Planet Jarre is deliberately not sequenced chronologically. Instead, you’ve grouped the works thematically into playlists. Could you tell me a little bit about each of the four categories?

To tell you the truth, Bill, I’m not really a fan of compilation albums. Because, most of the time, I think they are just marketing or commercial items from record companies. And frankly speaking, one song from different albums, [with each] song having its own world and complex and story, sometimes creates an artificial result.

So, for this project, I tried to make a relevant creation. I said, “Okay. I’m going to do something totally different.” Planet Jarre is starting from the idea that each of us has our own planet, our inner world. And this inner world would be structured from an equal point of view … not necessarily with my favorite track, but tracks which could match with each other. And then, I said, “This planet has, actually, four different territories based on my four different approaches I have when I’m composing music.”

The first one, Soundscape is coming from my influence from classical music and my love for soundtracks and movies, and these kind of long ambient type of tracks, like the beginning of “Oxygène,” for instance. So, I went to the different albums to find this kind of category of music which could match to each other.

The second one, Scenes, I did the same thing, but with the pieces of music I did something with a simple melody playing on the keyboard, and then doing the electronic arrangement along with it.

And the third one is called Sequences. It started with the idea that one of the main ingredients of electronic music is this kind of hypnotic, repetitive pattern that we are playing with during the sequences and before we are doing the sequences by hand. And again, I tried to find in different albums at different times the tracks which could match this idea.

And the fourth one, Explorations and Early Works, is based on the way I started electroacoustic music by recording sounds — raw sounds — with a microphone and tape recorder. I used these techniques with samplers, of course. And I use these techniques still today; I used them on Zoolook [1984] and even the next studio album. I always also try to conceive tracks starting with raw sound, and then create the music and the arrangement around that.

Even though you are drawing from different albums, the individual Planet Jarre discs hold together. Removed from the context of the original albums, they sound like new albums themselves.

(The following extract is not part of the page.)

// file: src/repository/mod.rs
// description: input document discovery exports
// reference: internal module structure

pub mod scanner;

pub use scanner::{DocumentScanner, ScannedDocument, total_size};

Thank you for saying this, because it’s precisely what I wanted to achieve. With Planet Jarre, it’s actually proposing to the audience the new album made of existing tracks, and this is exactly what I had in mind. I’m glad that you’re saying this because it’s exactly that. So, suddenly, because each track is within the different contexts, I was hoping that it would offer to the audience something different, like a new album.

Planet Jarre also includes both sides of your very first single, “La Cage” and the flip side. Those were recorded in 1969, but not released until 1971. From what I’ve read, that’s because no label was interested. To them, it didn’t seem commercial. In retrospect, obviously, it was ahead of its time. Do you think that if you had approached labels in Germany or England that you might have been able to release it sooner?

Not necessarily. Because Oxygène, was [initially] rejected by record companies, even years later after “La Cage.” I think lots of people in these days were more interested in having kind of pop albums. I discussed this with Edgard Froese when we collaborated together for Electronica. I said, “We started more or less at the same time,” and he said, “No, no, no. You started before us because we were prog rock in the late 60s. We became involved as an electronic act or band in ‘73, ‘74; before, we were more prog rock.” So, their relationship with record companies was more to the rock field than a pure electronic band.

So, I think that in ‘67, ‘68, many people were much more interested into the prog rock than pure electronic music because then it wasn’t even considered as music: doing musically strange oscillators and filters and all that. It took time for the music industry to recognize that as a potential genre.